DOCA Platform Framework v25.1.1
This patch release of the DOCA Platform Framework (DPF) includes bug fixes and improvements to enhance the provisioning and orchestration of NVIDIA BlueField DPUs in Kubernetes environments.
Detailed information about the fixed issues can be found in the release notes for v25.1.
-
[HBN + OVN-Kubernetes DPUServices] HBN service restarts on DPU causes worker to lose traffic
If the HBN pod on the DPU will reset then the workloads on the host (any traffic on the OVN overlay) will not receive traffic.

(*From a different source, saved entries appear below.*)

//! Conflict diagnostics.
//!
//! When a replay stops on unmerged paths, [`diagnose`] gathers per-file
//! history and diff context for a human to act on.

pub mod diagnostics;

pub use diagnostics::{diagnose, FileDiagnosis};
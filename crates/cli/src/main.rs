//! pickwise command-line tool.
//!
//! Replays the commits of one branch whose message contains a pattern onto
//! another branch. When a replay conflicts, the history and diff of every
//! conflicted file on both branches is printed and the replay is aborted.

mod render;
mod style;

use std::path::PathBuf;
use std::process::ExitCode;

use anyhow::{Context, Result};
use clap::Parser;
use tracing::debug;
use tracing_subscriber::EnvFilter;

use pickwise_core::models::ReplayOptions;
use pickwise_core::{GitClient, PickConfig, ReplayEngine, ReplayRequest, StopReason};

use render::TerminalReporter;

/// Exit status when the pass stopped on a conflict.
const EXIT_CONFLICT: u8 = 1;
/// Exit status for every other failure.
const EXIT_FAILURE: u8 = 2;

// ---------------------------------------------------------------------------
// CLI argument definitions
// ---------------------------------------------------------------------------

/// Cherry-pick the commits of one branch whose message contains a pattern.
#[derive(Parser, Debug)]
#[command(
    name = "pickwise",
    version,
    about = "Replay commits matching a message pattern from one branch onto another"
)]
struct Cli {
    /// Branch to take commits from.
    branch_from: String,

    /// Branch to replay commits onto. It is checked out first.
    branch_to: String,

    /// Literal, case-sensitive text to look for in commit messages.
    pattern: String,

    /// Path to the Git repository.
    #[arg(short = 'C', long, env = "PICKWISE_REPO")]
    repo: PathBuf,

    /// Path to an optional TOML configuration file.
    #[arg(short, long, env = "PICKWISE_CONFIG")]
    config: Option<PathBuf>,

    /// Append "(cherry picked from commit ...)" to each new message.
    #[arg(short = 'x', long)]
    record_origin: bool,

    /// Parent number to replay merge commits against.
    #[arg(long, value_name = "N", value_parser = clap::value_parser!(u32).range(1..))]
    mainline: Option<u32>,

    /// Keep commits that become empty when replayed.
    #[arg(long)]
    allow_empty: bool,

    /// List the commits that would be replayed and exit.
    #[arg(long)]
    dry_run: bool,

    /// Increase log verbosity (-v info, -vv debug, -vvv trace).
    #[arg(short, long, action = clap::ArgAction::Count)]
    verbose: u8,
}

impl Cli {
    fn replay_flags(&self) -> ReplayOptions {
        ReplayOptions {
            record_origin: self.record_origin,
            mainline: self.mainline,
            allow_empty: self.allow_empty,
        }
    }

    fn request(&self) -> ReplayRequest {
        ReplayRequest::new(&self.branch_from, &self.branch_to, &self.pattern)
    }
}

// ---------------------------------------------------------------------------
// Main
// ---------------------------------------------------------------------------

fn main() -> ExitCode {
    let cli = Cli::parse();

    match run(cli) {
        Ok(code) => code,
        Err(e) => {
            eprintln!("{}", style::error_stderr(&format!("Error: {:#}", e)));
            ExitCode::from(EXIT_FAILURE)
        }
    }
}

fn run(cli: Cli) -> Result<ExitCode> {
    let mut config = PickConfig::load_optional(cli.config.as_ref())
        .context("failed to load configuration file")?;
    config.merge_cli(&cli.replay_flags());

    init_tracing(cli.verbose, &config.output.log_level);
    if !config.output.color {
        console::set_colors_enabled(false);
    }
    debug!(?config, "effective configuration");

    let client = GitClient::new(&cli.repo)
        .with_context(|| format!("failed to open repository at {}", cli.repo.display()))?;
    match client.current_branch() {
        Ok(branch) => debug!(%branch, "starting branch"),
        Err(e) => debug!(error = %e, "no starting branch"),
    }
    let mut engine = ReplayEngine::new(client, config.replay.clone());
    let request = cli.request();

    if cli.dry_run {
        return cmd_plan(&engine, &request);
    }

    let report = engine
        .run(&request, &mut TerminalReporter)
        .with_context(|| format!("failed to replay {} onto {}", request.source, request.target))?;

    let code = match report.stop {
        StopReason::Completed => {
            if !report.applied.is_empty() {
                println!();
                println!(
                    "{}",
                    style::success(&format!(
                        "{} commit(s) replayed onto {}",
                        report.applied.len(),
                        request.target
                    ))
                );
            }
            ExitCode::SUCCESS
        }
        StopReason::Conflict { commit, .. } => {
            println!();
            println!(
                "{}",
                style::warn(&format!(
                    "Stopped at {} after {} of {} commit(s); the replay was aborted",
                    commit.short_sha,
                    report.applied.len(),
                    report.matched.len()
                ))
            );
            ExitCode::from(EXIT_CONFLICT)
        }
        StopReason::CommandError { commit, .. } => {
            println!(
                "{}",
                style::warn(&format!(
                    "Stopped at {} after {} of {} commit(s)",
                    commit.short_sha,
                    report.applied.len(),
                    report.matched.len()
                ))
            );
            ExitCode::from(EXIT_FAILURE)
        }
    };
    Ok(code)
}

fn cmd_plan(engine: &ReplayEngine<GitClient>, request: &ReplayRequest) -> Result<ExitCode> {
    let commits = engine.plan(request).context("failed to list commits")?;
    println!("{}", render::plan_line(request, commits.len()));
    if !commits.is_empty() {
        println!("{}", render::plan_table(&commits));
    }
    Ok(ExitCode::SUCCESS)
}

/// `RUST_LOG` wins; otherwise `-v` flags, otherwise the configured level.
fn init_tracing(verbose: u8, configured: &str) {
    let level = match verbose {
        0 => configured,
        1 => "info",
        2 => "debug",
        _ => "trace",
    };
    tracing_subscriber::fmt()
        .with_env_filter(EnvFilter::try_from_default_env().unwrap_or_else(|_| EnvFilter::new(level)))
        .with_target(false)
        .without_time()
        .with_writer(std::io::stderr)
        .init();
}
//! Commit selection by message pattern.
//!
//! Matching is literal, case-sensitive substring containment. There is no
//! regex or glob syntax: `"fix(ui)"` matches exactly those characters.

use crate::models::CommitInfo;

/// True when `message` contains `pattern`. An empty pattern matches all.
pub fn matches(message: &str, pattern: &str) -> bool {
    message.contains(pattern)
}

/// Keep the commits whose message contains `pattern`, preserving order.
pub fn filter_commits(commits: Vec<CommitInfo>, pattern: &str) -> Vec<CommitInfo> {
    commits.into_iter().filter(|c| matches(&c.message, pattern)).collect()
}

Internal Ref #4220185, #4223176
Workaround: Deploy the HBN DPUService with the below values to update the helm chart and image tag:
yaml spec: helmChart: source: repoURL: $NGC_HELM_REGISTRY_REPO_URL version: 1.0.2 chart: doca-hbn values: image: repository: $HBN_NGC_IMAGE_URL tag: 2.4.2-doca2.9.2-32
OVN-Kubernetes with OVS offload to the DPU
Hardware and Software Requirements
Refer to Prerequisites for detailed requirements.
DPU Hardware: NVIDIA BlueField-3 DPUs
Minimal DOCA BFB Image: DOCA v2.5 or higher (must be pre-installed on DPUs to support DPF provisioning)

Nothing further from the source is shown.